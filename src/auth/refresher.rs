// SPDX-License-Identifier: AGPL-3.0-or-later
//
// Copyright (C) 2026 Relational Network

//! # Scheduled Key Refresh
//!
//! Background task that refreshes the signing-key cache every
//! `refresh_interval` so that rotated keys are picked up before the first
//! token signed with them arrives.
//!
//! A failed sweep is logged and leaves the cached set in place; the next
//! sweep tries again.
//!
//! ## Shutdown
//!
//! Stops when its `CancellationToken` is cancelled.

use std::time::Duration;

use tokio::task::JoinHandle;
use tokio_util::sync::CancellationToken;
use tracing::{info, warn};

use super::jwks::{KeyResolver, DEFAULT_CACHE_TTL};

/// Background task that keeps a [`KeyResolver`] warm.
pub struct KeyRefresher {
    keys: KeyResolver,
    refresh_interval: Duration,
}

impl KeyRefresher {
    pub fn new(keys: KeyResolver) -> Self {
        Self {
            keys,
            refresh_interval: DEFAULT_CACHE_TTL,
        }
    }

    /// A zero interval is raised to one second.
    pub fn with_interval(mut self, interval: Duration) -> Self {
        self.refresh_interval = interval.max(Duration::from_secs(1));
        self
    }

    pub fn interval(&self) -> Duration {
        self.refresh_interval
    }

    /// Run the refresh loop until the cancellation token is triggered.
    ///
    /// The first sweep happens one interval after start; call
    /// [`KeyResolver::warm_up`] for an immediate fetch.
    pub async fn run(self, shutdown: CancellationToken) {
        info!(
            target: "auth.jwks",
            interval_secs = self.refresh_interval.as_secs(),
            "Key refresher starting"
        );

        loop {
            tokio::select! {
                _ = tokio::time::sleep(self.refresh_interval) => {},
                _ = shutdown.cancelled() => {
                    info!(target: "auth.jwks", "Key refresher shutting down");
                    return;
                }
            }

            self.refresh_step().await;
        }
    }

    async fn refresh_step(&self) {
        match self.keys.force_refresh().await {
            Ok(key_count) => {
                info!(target: "auth.jwks", key_count, "Scheduled key refresh complete");
            }
            Err(e) => {
                warn!(target: "auth.jwks", error = %e, "Scheduled key refresh failed");
            }
        }
    }
}

impl KeyResolver {
    /// Spawn a [`KeyRefresher`] for this resolver on the current runtime.
    pub fn spawn_refresh_task(
        &self,
        interval: Duration,
        shutdown: CancellationToken,
    ) -> JoinHandle<()> {
        let refresher = KeyRefresher::new(self.clone()).with_interval(interval);
        tokio::spawn(refresher.run(shutdown))
    }
}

▶ [What you need to do] Everything in the listing should be set down again exactly.

▶ [Output below]
filename src/auth/refresher.rs
// SPDX-License-Identifier: AGPL-3.0-or-later
//
// Copyright (C) 2026 Relational Network

//! # Scheduled Key Refresh
//!
//! Background task that refreshes the signing-key cache every
//! `refresh_interval` so that rotated keys are picked up before the first
//! token signed with them arrives.
//!
//! A failed sweep is logged and leaves the cached set in place; the next
//! sweep tries again.
//!
//! ## Shutdown
//!
//! Stops when its `CancellationToken` is cancelled.

use std::time::Duration;

use tokio::task::JoinHandle;
use tokio_util::sync::CancellationToken;
use tracing::{info, warn};

use super::jwks::{KeyResolver, DEFAULT_CACHE_TTL};

/// Background task that keeps a [`KeyResolver`] warm.
pub struct KeyRefresher {
    keys: KeyResolver,
    refresh_interval: Duration,
}

impl KeyRefresher {
    pub fn new(keys: KeyResolver) -> Self {
        Self {
            keys,
            refresh_interval: DEFAULT_CACHE_TTL,
        }
    }

    /// A zero interval is raised to one second.
    pub fn with_interval(mut self, interval: Duration) -> Self {
        self.refresh_interval = interval.max(Duration::from_secs(1));
        self
    }

    pub fn interval(&self) -> Duration {
        self.refresh_interval
    }

    /// Run the refresh loop until the cancellation token is triggered.
    ///
    /// The first sweep happens one interval after start; call
    /// [`KeyResolver::warm_up`] for an immediate fetch.
    pub async fn run(self, shutdown: CancellationToken) {
        info!(
            target: "auth.jwks",
            interval_secs = self.refresh_interval.as_secs(),
            "Key refresher starting"
        );

        loop {
            tokio::select! {
                _ = tokio::time::sleep(self.refresh_interval) => {},
                _ = shutdown.cancelled() => {
                    info!(target: "auth.jwks", "Key refresher shutting down");
                    return;
                }
            }

            self.refresh_step().await;
        }
    }

    async fn refresh_step(&self) {
        match self.keys.force_refresh().await {
            Ok(key_count) => {
                info!(target: "auth.jwks", key_count, "Scheduled key refresh complete");
            }
            Err(e) => {
                warn!(target: "auth.jwks", error = %e, "Scheduled key refresh failed");
            }
        }
    }
}

impl KeyResolver {
    /// Spawn a [`KeyRefresher`] for this resolver on the current runtime.
    pub fn spawn_refresh_task(
        &self,
        interval: Duration,
        shutdown: CancellationToken,
    ) -> JoinHandle<()> {
        let refresher = KeyRefresher::new(self.clone()).with_interval(interval);
        tokio::spawn(refresher.run(shutdown))
    }
}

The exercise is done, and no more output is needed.